La Triade di Micerino è una scultura in pietra granitica, risalente al 2500 a.C. circa, conservata al Museo Nazionale del Cairo. Rappresenta una cosiddetta triade, ovvero tre figure divine rappresentate e adorate contestualmente.
Qui Micerino, famoso faraone della IV Dinastia, è accompagnato dalla Dea Hathor a sinistra e da una divinità detta Nomo, una sorta di personificazione della provincia di Tebe. La triade fu rinvenuta, guardate il fascino di queste immagini, assieme ad altre sette triadi molto simili nel 1908, all'interno del recinto funerario che proteggeva la piramide del Faraone che abbiamo già studiato. sull'altipiano del Ghisa.
Ecco qua il ritrovamento, qua sono le quattro meglio conservate, dopo ne vedremo due un pochino più nel dettaglio. La funzione di queste triadi, la cui variante principale vedremo consisteva nel Nomo, che rappresentava di volta in volta una provincia differente, una provincia d'Egitto, era probabilmente quella di ribadire la sovranità di Micerino su tutto il paese. Andiamo alla descrizione e allo stile.
Le tre figure, come notate, sembrano emergere da un fondale scuro che si va a piegare sotto i loro piedi divenendo basamento. Basamento su cui leggiamo una serie di geroglifici che ne aiutano in qualche modo ovviamente la lettura, ne definiscono il protagonista. Tutte e tre le figure sono sbozzate, potremmo dire, per ampie masse. Notate ad esempio come il vuoto compreso tra le braccia e il busto non sia scavato completamente, mentre alcuni dettagli sono appositamente tralasciati. Le figure sono caratterizzate da posizioni stanti, simmetriche e convenzionali e nonostante l'altezza relativamente scarsa della scultura, poco meno di un metro, trasmettono un senso di solidità e potere.
Il piede sinistro, leggermente avanti al destro, non produce chiaramente una sensazione di moto, ma simboleggia il loro agire nel mondo.

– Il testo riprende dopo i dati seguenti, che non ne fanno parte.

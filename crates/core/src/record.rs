//! Job records and the status state machine.
//!
//! A [`JobRecord`] is the mutable status/result entry owned exclusively
//! by the result store. Records move strictly forward through
//! `queued -> processing -> {completed | failed}`; a terminal status is
//! never overwritten. (`queued -> failed` is also legal: it is the
//! dispatcher's enqueue-failure path.)

use serde::{Deserialize, Serialize};

use crate::lane::Lane;
use crate::options::OutputFormat;
use crate::types::{JobId, Timestamp};

/// Lifecycle status of a job.
#[derive(Debug, Clone, Copy, PartialEq, Eq, Serialize, Deserialize)]
#[serde(rename_all = "snake_case")]
pub enum JobStatus {
    Queued,
    Processing,
    Completed,
    Failed,
}

impl JobStatus {
    /// A terminal status is never overwritten once reached.
    pub fn is_terminal(&self) -> bool {
        matches!(self, JobStatus::Completed | JobStatus::Failed)
    }

    /// Whether the forward-only state machine permits `self -> to`.
    pub fn can_transition_to(&self, to: JobStatus) -> bool {
        matches!(
            (self, to),
            (JobStatus::Queued, JobStatus::Processing)
                | (JobStatus::Queued, JobStatus::Failed)
                | (JobStatus::Processing, JobStatus::Completed)
                | (JobStatus::Processing, JobStatus::Failed)
        )
    }

    pub fn as_str(&self) -> &'static str {
        match self {
            JobStatus::Queued => "queued",
            JobStatus::Processing => "processing",
            JobStatus::Completed => "completed",
            JobStatus::Failed => "failed",
        }
    }
}

impl std::fmt::Display for JobStatus {
    fn fmt(&self, f: &mut std::fmt::Formatter<'_>) -> std::fmt::Result {
        f.write_str(self.as_str())
    }
}

/// Per-phase timing breakdown reported on a completed job.
#[derive(Debug, Clone, Default, Serialize, Deserialize)]
pub struct Timings {
    pub processing_ms: u64,
    pub upload_ms: u64,
    pub total_ms: u64,
}

/// Result payload, present iff the job completed.
#[derive(Debug, Clone, Serialize, Deserialize)]
pub struct JobResult {
    /// Public URL of the uploaded output.
    pub output_url: String,
    pub original_width: u32,
    pub original_height: u32,
    pub output_width: u32,
    pub output_height: u32,
    /// Upscaling factor applied (4.0 on the upscale lane, 1.0 on face).
    pub scale_factor: f64,
    pub output_format: OutputFormat,
    /// Number of faces processed; face lane only.
    #[serde(skip_serializing_if = "Option::is_none")]
    pub face_count: Option<u32>,
    pub timings: Timings,
}

/// Mutable status/result entry, one per job id.
#[derive(Debug, Clone, Serialize, Deserialize)]
pub struct JobRecord {
    pub job_id: JobId,
    pub lane: Lane,
    pub status: JobStatus,
    /// Number of execution attempts made so far.
    pub attempt_count: u32,
    #[serde(skip_serializing_if = "Option::is_none")]
    pub result: Option<JobResult>,
    /// Short classified reason, present iff the job failed.
    #[serde(skip_serializing_if = "Option::is_none")]
    pub error: Option<String>,
    pub created_at: Timestamp,
    #[serde(skip_serializing_if = "Option::is_none")]
    pub started_at: Option<Timestamp>,
    #[serde(skip_serializing_if = "Option::is_none")]
    pub completed_at: Option<Timestamp>,
}

impl JobRecord {
    /// A fresh `queued` record as created at submission.
    pub fn queued(job_id: JobId, lane: Lane) -> Self {
        Self {
            job_id,
            lane,
            status: JobStatus::Queued,
            attempt_count: 0,
            result: None,
            error: None,
            created_at: chrono::Utc::now(),
            started_at: None,
            completed_at: None,
        }
    }
}

// ---------------------------------------------------------------------------
// Tests
// ---------------------------------------------------------------------------

#[cfg(test)]
mod tests {
    use super::*;

    #[test]
    fn terminal_statuses() {
        assert!(!JobStatus::Queued.is_terminal());
        assert!(!JobStatus::Processing.is_terminal());
        assert!(JobStatus::Completed.is_terminal());
        assert!(JobStatus::Failed.is_terminal());
    }

    #[test]
    fn forward_transitions_are_legal() {
        assert!(JobStatus::Queued.can_transition_to(JobStatus::Processing));
        assert!(JobStatus::Queued.can_transition_to(JobStatus::Failed));
        assert!(JobStatus::Processing.can_transition_to(JobStatus::Completed));
        assert!(JobStatus::Processing.can_transition_to(JobStatus::Failed));
    }

    #[test]
    fn backward_and_terminal_transitions_are_illegal() {
        assert!(!JobStatus::Processing.can_transition_to(JobStatus::Queued));
        assert!(!JobStatus::Completed.can_transition_to(JobStatus::Failed));
        assert!(!JobStatus::Failed.can_transition_to(JobStatus::Completed));
        assert!(!JobStatus::Completed.can_transition_to(JobStatus::Processing));
        assert!(!JobStatus::Queued.can_transition_to(JobStatus::Completed));
    }

    #[test]
    fn status_serializes_snake_case() {
        assert_eq!(
            serde_json::to_string(&JobStatus::Processing).unwrap(),
            "\"processing\""
        );
    }

    #[test]
    fn fresh_record_is_queued_with_zero_attempts() {
        let record = JobRecord::queued(uuid::Uuid::new_v4(), Lane::Face);
        assert_eq!(record.status, JobStatus::Queued);
        assert_eq!(record.attempt_count, 0);
        assert!(record.result.is_none());
        assert!(record.error.is_none());
    }
}
//! End-to-end worker pool tests against an in-memory broker, store, and
//! storage provider, with a scripted transform engine.

use std::sync::atomic::{AtomicBool, AtomicU32, Ordering};
use std::sync::Arc;
use std::time::Duration;

use async_trait::async_trait;
use pixelift_broker::{BrokerChannel, InMemoryBroker};
use pixelift_cloud::{MemoryProvider, StorageError, StorageProvider};
use pixelift_core::envelope::{InputRef, JobEnvelope};
use pixelift_core::lane::Lane;
use pixelift_core::options::{JobOptions, OutputFormat, SubmitOptions};
use pixelift_core::record::{JobRecord, JobStatus};
use pixelift_core::types::JobId;
use pixelift_engine::{
    AcceleratorContext, NoopAccelerator, ResourceGuard, Transform, TransformError,
    TransformErrorKind, TransformOutput,
};
use pixelift_store::ResultStore;
use pixelift_worker::{WorkerConfig, WorkerDeps, WorkerPool};

// ---------------------------------------------------------------------------
// Scripted engine
// ---------------------------------------------------------------------------

enum Script {
    /// Deterministic success.
    Succeed,
    /// Always fail with the given kind.
    Fail(TransformErrorKind),
    /// Fail with a retryable kind for the first `n` calls, then succeed.
    TransientTimes(u32),
}

struct ScriptedEngine {
    script: Script,
    calls: AtomicU32,
}

impl ScriptedEngine {
    fn new(script: Script) -> Arc<Self> {
        Arc::new(Self {
            script,
            calls: AtomicU32::new(0),
        })
    }

    fn calls(&self) -> u32 {
        self.calls.load(Ordering::Relaxed)
    }

    fn success_output(lane: Lane, input: &InputRef) -> TransformOutput {
        let scale = match lane {
            Lane::Upscale => 4.0,
            Lane::Face => 1.0,
        };
        TransformOutput {
            bytes: b"transformed".to_vec(),
            width: (input.width as f64 * scale) as u32,
            height: (input.height as f64 * scale) as u32,
            scale_factor: scale,
            face_count: match lane {
                Lane::Face => Some(1),
                Lane::Upscale => None,
            },
        }
    }
}

#[async_trait]
impl Transform for ScriptedEngine {
    async fn transform(
        &self,
        lane: Lane,
        input: &InputRef,
        _options: &JobOptions,
    ) -> Result<TransformOutput, TransformError> {
        let call = self.calls.fetch_add(1, Ordering::Relaxed) + 1;
        match &self.script {
            Script::Succeed => Ok(Self::success_output(lane, input)),
            Script::Fail(kind) => Err(TransformError::new(*kind, "scripted failure")),
            Script::TransientTimes(n) => {
                if call <= *n {
                    Err(TransformError::new(
                        TransformErrorKind::ResourceExhausted,
                        "scripted transient failure",
                    ))
                } else {
                    Ok(Self::success_output(lane, input))
                }
            }
        }
    }
}

/// Engine that flags itself in flight for the duration of each call.
struct SlowEngine {
    in_flight: Arc<AtomicBool>,
}

#[async_trait]
impl Transform for SlowEngine {
    async fn transform(
        &self,
        lane: Lane,
        input: &InputRef,
        _options: &JobOptions,
    ) -> Result<TransformOutput, TransformError> {
        self.in_flight.store(true, Ordering::SeqCst);
        tokio::time::sleep(Duration::from_millis(25)).await;
        self.in_flight.store(false, Ordering::SeqCst);
        Ok(ScriptedEngine::success_output(lane, input))
    }
}

/// Accelerator that records whether a transform was mid-flight when a
/// cache clear ran.
struct WatchingAccelerator {
    in_flight: Arc<AtomicBool>,
    overlapped: AtomicBool,
}

#[async_trait]
impl AcceleratorContext for WatchingAccelerator {
    async fn clear_cache(&self) -> Result<(), TransformError> {
        if self.in_flight.load(Ordering::SeqCst) {
            self.overlapped.store(true, Ordering::SeqCst);
        }
        Ok(())
    }
}

/// Storage provider that always fails, counting attempts.
#[derive(Default)]
struct FailingStorage {
    attempts: AtomicU32,
}

#[async_trait]
impl StorageProvider for FailingStorage {
    async fn upload(
        &self,
        _bytes: &[u8],
        _path: &str,
        _content_type: &str,
    ) -> Result<String, StorageError> {
        self.attempts.fetch_add(1, Ordering::Relaxed);
        Err(StorageError::Upload("scripted upload failure".to_string()))
    }
}

// ---------------------------------------------------------------------------
// Harness
// ---------------------------------------------------------------------------

struct Harness {
    broker: Arc<InMemoryBroker>,
    store: Arc<ResultStore>,
    accelerator: Arc<NoopAccelerator>,
    pool: WorkerPool,
}

fn start(engine: Arc<dyn Transform>, storage: Arc<dyn StorageProvider>, config: WorkerConfig) -> Harness {
    let broker = Arc::new(InMemoryBroker::new());
    let store = Arc::new(ResultStore::new());
    let accelerator = Arc::new(NoopAccelerator::new());
    let guard = Arc::new(ResourceGuard::new(
        Arc::clone(&accelerator) as Arc<dyn pixelift_engine::AcceleratorContext>
    ));

    let pool = WorkerPool::start(
        config,
        WorkerDeps {
            broker: Arc::clone(&broker) as Arc<dyn BrokerChannel>,
            store: Arc::clone(&store),
            engine,
            storage,
            guard,
        },
    );

    Harness {
        broker,
        store,
        accelerator,
        pool,
    }
}

fn envelope(lane: Lane) -> JobEnvelope {
    let submitted = match lane {
        Lane::Upscale => SubmitOptions {
            format: Some(OutputFormat::Webp),
            ..Default::default()
        },
        Lane::Face => SubmitOptions::default(),
    };
    let options = JobOptions::for_lane(lane, submitted).unwrap();
    JobEnvelope::new(
        lane,
        InputRef {
            fingerprint: pixelift_core::fingerprint::fingerprint(b"input image"),
            bytes: b"input image".to_vec(),
            width: 100,
            height: 80,
            filename: Some("photo.png".to_string()),
        },
        options,
    )
}

/// Create the record, push the envelope, return the job id — the
/// dispatcher's submission sequence.
async fn submit(harness: &Harness, envelope: JobEnvelope) -> JobId {
    let job_id = envelope.job_id;
    harness
        .store
        .create(job_id, envelope.lane)
        .await
        .expect("record should be creatable");
    harness
        .broker
        .push(envelope)
        .await
        .expect("push should succeed");
    job_id
}

async fn wait_terminal(store: &ResultStore, job_id: JobId) -> JobRecord {
    for _ in 0..500 {
        let record = store.get(job_id).await.expect("record should exist");
        if record.status.is_terminal() {
            return record;
        }
        tokio::time::sleep(Duration::from_millis(5)).await;
    }
    panic!("job {job_id} never reached a terminal state");
}

async fn wait_in_flight_drained(broker: &InMemoryBroker) {
    for _ in 0..500 {
        if broker.in_flight_count().await == 0 {
            return;
        }
        tokio::time::sleep(Duration::from_millis(5)).await;
    }
    panic!("broker deliveries were never settled");
}

// ---------------------------------------------------------------------------
// Tests
// ---------------------------------------------------------------------------

#[tokio::test]
async fn upscale_job_completes_with_webp_output_and_4x_scale() {
    let engine = ScriptedEngine::new(Script::Succeed);
    let storage = Arc::new(MemoryProvider::new());
    let harness = start(
        Arc::clone(&engine) as Arc<dyn Transform>,
        Arc::clone(&storage) as Arc<dyn StorageProvider>,
        WorkerConfig::default(),
    );

    let job_id = submit(&harness, envelope(Lane::Upscale)).await;
    let record = wait_terminal(&harness.store, job_id).await;

    assert_eq!(record.status, JobStatus::Completed);
    assert_eq!(record.attempt_count, 1);
    let result = record.result.expect("completed record carries a result");
    assert_eq!(result.output_format, OutputFormat::Webp);
    assert_eq!(result.scale_factor, 4.0);
    assert_eq!(result.original_width, 100);
    assert_eq!(result.original_height, 80);
    assert_eq!(result.output_width, 400);
    assert_eq!(result.output_height, 320);
    assert_eq!(result.output_url, format!("memory://upscale/{job_id}.webp"));
    assert!(result.face_count.is_none());

    // The output actually landed in storage.
    assert_eq!(
        storage.get(&format!("upscale/{job_id}.webp")).await.unwrap(),
        b"transformed"
    );

    wait_in_flight_drained(&harness.broker).await;
    harness.pool.shutdown().await;
}

#[tokio::test]
async fn face_job_with_no_face_fails_terminally_without_retry() {
    let engine = ScriptedEngine::new(Script::Fail(TransformErrorKind::NoFaceDetected));
    let harness = start(
        Arc::clone(&engine) as Arc<dyn Transform>,
        Arc::new(MemoryProvider::new()),
        WorkerConfig::default(),
    );

    let job_id = submit(&harness, envelope(Lane::Face)).await;
    let record = wait_terminal(&harness.store, job_id).await;

    assert_eq!(record.status, JobStatus::Failed);
    assert_eq!(record.error.as_deref(), Some("no_face_detected"));
    assert_eq!(record.attempt_count, 1);
    assert_eq!(engine.calls(), 1);
    assert!(record.result.is_none());

    harness.pool.shutdown().await;
}

#[tokio::test]
async fn persistent_transient_failure_exhausts_retries() {
    let engine = ScriptedEngine::new(Script::Fail(TransformErrorKind::ResourceExhausted));
    let config = WorkerConfig {
        max_retries: 2,
        ..Default::default()
    };
    let harness = start(
        Arc::clone(&engine) as Arc<dyn Transform>,
        Arc::new(MemoryProvider::new()),
        config,
    );

    let job_id = submit(&harness, envelope(Lane::Upscale)).await;
    let record = wait_terminal(&harness.store, job_id).await;

    assert_eq!(record.status, JobStatus::Failed);
    assert_eq!(record.error.as_deref(), Some("retries_exhausted"));
    // Exactly max_retries + 1 attempts were made.
    assert_eq!(engine.calls(), 3);
    assert_eq!(record.attempt_count, 3);

    harness.pool.shutdown().await;
}

#[tokio::test]
async fn transient_failure_recovers_on_a_later_attempt() {
    let engine = ScriptedEngine::new(Script::TransientTimes(1));
    let harness = start(
        Arc::clone(&engine) as Arc<dyn Transform>,
        Arc::new(MemoryProvider::new()),
        WorkerConfig::default(),
    );

    let job_id = submit(&harness, envelope(Lane::Face)).await;
    let record = wait_terminal(&harness.store, job_id).await;

    assert_eq!(record.status, JobStatus::Completed);
    assert_eq!(record.attempt_count, 2);
    assert_eq!(engine.calls(), 2);
    let result = record.result.unwrap();
    assert_eq!(result.scale_factor, 1.0);
    assert_eq!(result.face_count, Some(1));

    harness.pool.shutdown().await;
}

#[tokio::test]
async fn accelerator_cache_is_cleared_after_every_attempt() {
    let engine = ScriptedEngine::new(Script::TransientTimes(2));
    let harness = start(
        Arc::clone(&engine) as Arc<dyn Transform>,
        Arc::new(MemoryProvider::new()),
        WorkerConfig::default(),
    );

    let job_id = submit(&harness, envelope(Lane::Upscale)).await;
    wait_terminal(&harness.store, job_id).await;
    wait_in_flight_drained(&harness.broker).await;

    // Three attempts (two transient failures + one success), one cache
    // clear per attempt regardless of outcome.
    assert_eq!(engine.calls(), 3);
    assert_eq!(harness.accelerator.clear_count(), 3);

    harness.pool.shutdown().await;
}

#[tokio::test]
async fn upload_failure_fails_the_job_without_rerunning_the_transform() {
    let engine = ScriptedEngine::new(Script::Succeed);
    let storage = Arc::new(FailingStorage::default());
    let config = WorkerConfig {
        upload_retries: 2,
        ..Default::default()
    };
    let harness = start(
        Arc::clone(&engine) as Arc<dyn Transform>,
        Arc::clone(&storage) as Arc<dyn StorageProvider>,
        config,
    );

    let job_id = submit(&harness, envelope(Lane::Upscale)).await;
    let record = wait_terminal(&harness.store, job_id).await;

    assert_eq!(record.status, JobStatus::Failed);
    assert_eq!(record.error.as_deref(), Some("upload_error"));
    // Only the upload step is retried.
    assert_eq!(engine.calls(), 1);
    assert_eq!(storage.attempts.load(Ordering::Relaxed), 3);

    harness.pool.shutdown().await;
}

#[tokio::test]
async fn duplicate_broker_delivery_executes_the_job_once() {
    let engine = ScriptedEngine::new(Script::Succeed);
    let harness = start(
        Arc::clone(&engine) as Arc<dyn Transform>,
        Arc::new(MemoryProvider::new()),
        WorkerConfig::default(),
    );

    // One record, but the envelope is delivered twice.
    let dup = envelope(Lane::Upscale);
    let job_id = submit(&harness, dup.clone()).await;
    harness.broker.push(dup).await.unwrap();

    let record = wait_terminal(&harness.store, job_id).await;
    wait_in_flight_drained(&harness.broker).await;

    assert_eq!(record.status, JobStatus::Completed);
    assert_eq!(record.attempt_count, 1);
    assert_eq!(engine.calls(), 1);

    harness.pool.shutdown().await;
}

#[tokio::test]
async fn cache_clear_never_runs_during_the_other_lanes_transform() {
    let in_flight = Arc::new(AtomicBool::new(false));
    let engine = Arc::new(SlowEngine {
        in_flight: Arc::clone(&in_flight),
    });
    let accelerator = Arc::new(WatchingAccelerator {
        in_flight,
        overlapped: AtomicBool::new(false),
    });
    let guard = Arc::new(ResourceGuard::new(
        Arc::clone(&accelerator) as Arc<dyn AcceleratorContext>
    ));

    let broker = Arc::new(InMemoryBroker::new());
    let store = Arc::new(ResultStore::new());
    let pool = WorkerPool::start(
        WorkerConfig::default(),
        WorkerDeps {
            broker: Arc::clone(&broker) as Arc<dyn BrokerChannel>,
            store: Arc::clone(&store),
            engine,
            storage: Arc::new(MemoryProvider::new()),
            guard,
        },
    );

    // Interleave slow jobs across both lanes so one lane's post-job cache
    // clear races the other lane's transform on the shared accelerator.
    let mut job_ids = Vec::new();
    for _ in 0..3 {
        for lane in Lane::all() {
            let env = envelope(lane);
            job_ids.push(env.job_id);
            store.create(env.job_id, lane).await.unwrap();
            broker.push(env).await.unwrap();
        }
    }

    for job_id in job_ids {
        let record = wait_terminal(&store, job_id).await;
        assert_eq!(record.status, JobStatus::Completed);
    }

    assert!(
        !accelerator.overlapped.load(Ordering::SeqCst),
        "cache clear observed a transform in flight on the shared accelerator"
    );

    pool.shutdown().await;
}

#[tokio::test]
async fn idle_pool_shuts_down_promptly() {
    let engine = ScriptedEngine::new(Script::Succeed);
    let harness = start(
        engine as Arc<dyn Transform>,
        Arc::new(MemoryProvider::new()),
        WorkerConfig::default(),
    );

    tokio::time::timeout(Duration::from_secs(2), harness.pool.shutdown())
        .await
        .expect("idle pool should drain immediately");
}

Micerino è posto al centro, in proporzione gerarchica rispetto agli altri due personaggi, vanta un corpo sano e vigoroso, anche se reso in modo piuttosto schematico ovviamente come volevano gli standard di rappresentazione del canone egizio. Ha un volto fiero e imperturbabile con il mento leggermente sollevato per trasmettere sicurezza e superiorità.
Indossa la corona bianca dell'Alto Egitto, la barba cerimoniale posticcia e un perizoma plissettato, mentre nei pugni aderenti ai fianchi stringe due amuleti. La Dea Ator invece, alla sua destra, è la Dea Madre, rigeneratrice del sole, nonché nutrice del faraone, visto come divinità in terra. Il suo attributo è un copricapo raffigurante un disco solare incastonato tra due corna, simbolo del potere divino. Qui è rappresentata, attenzione, con una sottoposta. sottilissima veste aderente lunga fino a metà polpaccio che però di fatto permette di intravedere le forme sottostanti quasi come se fosse completamente nuda.
Il nomo sulla destra è rappresentato in dimensioni nettamente inferiori rispetto a Micerino e alla Dea. Indossa una folta parrucca con la scriminatura al centro, la barba cerimoniale e un perizoma a piegoline. Sulla testa compare un simbolo della provincia di Tebe.
Anche esso, tra le mani, stringe due amuleti propiziatori. Per concludere, come promesso, vi faccio vedere rapidamente due delle altre triadi. Una di queste, se non sbaglio questa, è sul libro di testo opera dei miei studenti del turistico.
Allora, la differenza principale, come potete notare, sta nel nomo, che in questo caso è personificato da una donna. che in realtà è solo leggermente, in questo caso, sproporzionata in termini di riduzione rispetto alle altre due figure. Un dettaglio curioso sta nelle mani, vedete, nelle mani delle due divinità che simbolicamente vanno a stringere, ad abbracciare il faraone micerino. L'altra triade, l'ultima, è questa qui che ovviamente è abbastanza differente nel senso che come notate...
In questo caso al centro c'è la Dea Hathor, seduta e molto più grande delle altre due figure, in maestà, quindi seduta in trono. Anche qui il Nomo, in questo caso, è una figura femminile e Micerino viene anche qua, in questo caso, tenuto, abbracciato dalla divinità.